- Born: Julian Benson 26 February 1971 Adelaide, South Australia, Australia
- Died: 19 April 2025 (aged 54) Dublin, Ireland
- Occupations: Talent agent; dancer; choreographer; Dancing with the Stars judge;
- Years active: 1983–2025

= Julian Benson =

Australian-born Irish talent agent (1971–2025)

Julian Benson (26 February 1971 – 19 April 2025) was an Australian-born Irish talent agent, choreographer who was known for his role as a judge on the RTÉ One series, Dancing with the Stars.

==Early life==
Julian Benson was born in Adelaide, Australia where he did his formative dance training. He and his family moved to Ireland when Julian was twelve years old.

==Professional dance career==
Benson studied in University College Dublin obtaining a degree in English, Irish and Psychology, before studying for two years in Paris. He would eventually become the Head of Dance in Trinity College Dublin.

As a choreographer, Benson produced many productions including The Nutcracker with the Scottish Ballet.

==Talent agency==
Benson ran Julian Benson Management, a talent agency for television presenters and actors. Some of his clients included Boyzone member Mikey Graham, Fair City actors Maclean Burke and Donna Anita Nikolaisen, and television presenter Eoghan McDermott, whom Benson regarded as one of his best friends.

==Media career==
From 2017 until 2020, Benson was a judge on the Irish version of Dancing with the Stars for RTÉ One alongside Loraine Barry and Brian Redmond. In 2020, Benson left the panel and was replaced by Arthur Gourounlian.

==Personal life and death==
Benson was diagnosed with cystic fibrosis at the age of two and was given a life expectancy of thirteen years. Benson kept his diagnosis private for over forty years before revealing it in an interview with Ryan Tubridy on The Late Late Show in 2019.

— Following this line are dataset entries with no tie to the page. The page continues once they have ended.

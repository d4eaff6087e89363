//! Route definitions for the MapleStore API

use axum::routing::{get, post, put};
use axum::Router;

use crate::app_state::AppState;
use crate::handlers::{admin, auth, orders, products};

pub fn auth_routes() -> Router<AppState> {
    Router::new()
        .route("/api/auth/register", post(auth::register))
        .route("/api/auth/login", post(auth::login))
        .route("/api/auth/logout", get(auth::logout))
        .route("/api/auth/me", get(auth::me))
        .route("/api/auth/updateprofile", put(auth::update_profile))
        .route("/api/auth/updatepassword", put(auth::update_password))
        .route("/api/auth/google", post(auth::google_login))
        .route("/api/auth/facebook", post(auth::facebook_login))
}

pub fn product_routes() -> Router<AppState> {
    Router::new()
        .route(
            "/api/products",
            get(products::list_products).post(products::create_product),
        )
        .route("/api/products/featured", get(products::featured_products))
        .route("/api/products/categories", get(products::categories))
        .route("/api/products/admin/all", get(products::list_products_admin))
        .route(
            "/api/products/:id",
            get(products::get_product)
                .put(products::update_product)
                .delete(products::delete_product),
        )
        .route("/api/products/:id/reviews", post(products::add_review))
}

pub fn order_routes() -> Router<AppState> {
    Router::new()
        .route("/api/orders", post(orders::create_order))
        .route("/api/orders/myorders", get(orders::my_orders))
        .route(
            "/api/orders/create-payment-intent",
            post(orders::create_payment_intent),
        )
        .route("/api/orders/admin/all", get(orders::all_orders))
        .route("/api/orders/admin/stats", get(orders::order_stats))
        .route("/api/orders/:id", get(orders::get_order))
        .route("/api/orders/:id/pay", put(orders::pay_order))
        .route("/api/orders/:id/status", put(orders::update_order_status))
}

pub fn admin_routes() -> Router<AppState> {
    Router::new()
        .route("/api/admin/dashboard", get(admin::dashboard))
        .route("/api/admin/users", get(admin::list_users))
        .route(
            "/api/admin/users/:id",
            get(admin::get_user)
                .put(admin::update_user)
                .delete(admin::delete_user),
        )
}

In 2018, Benson launched the Julian Benson CF Foundation, an organisation fighting to help those with cystic fibrosis. On 8 December 2018, the foundation had a charity ball in order to raise funds. It was hosted by Eoghan McDermott and attended by a number of Irish celebrities.

Benson was openly gay. He was a fluent Irish language speaker.

Benson died of complications from cystic fibrosis in Dublin, on 19 April 2025, at the age of 54.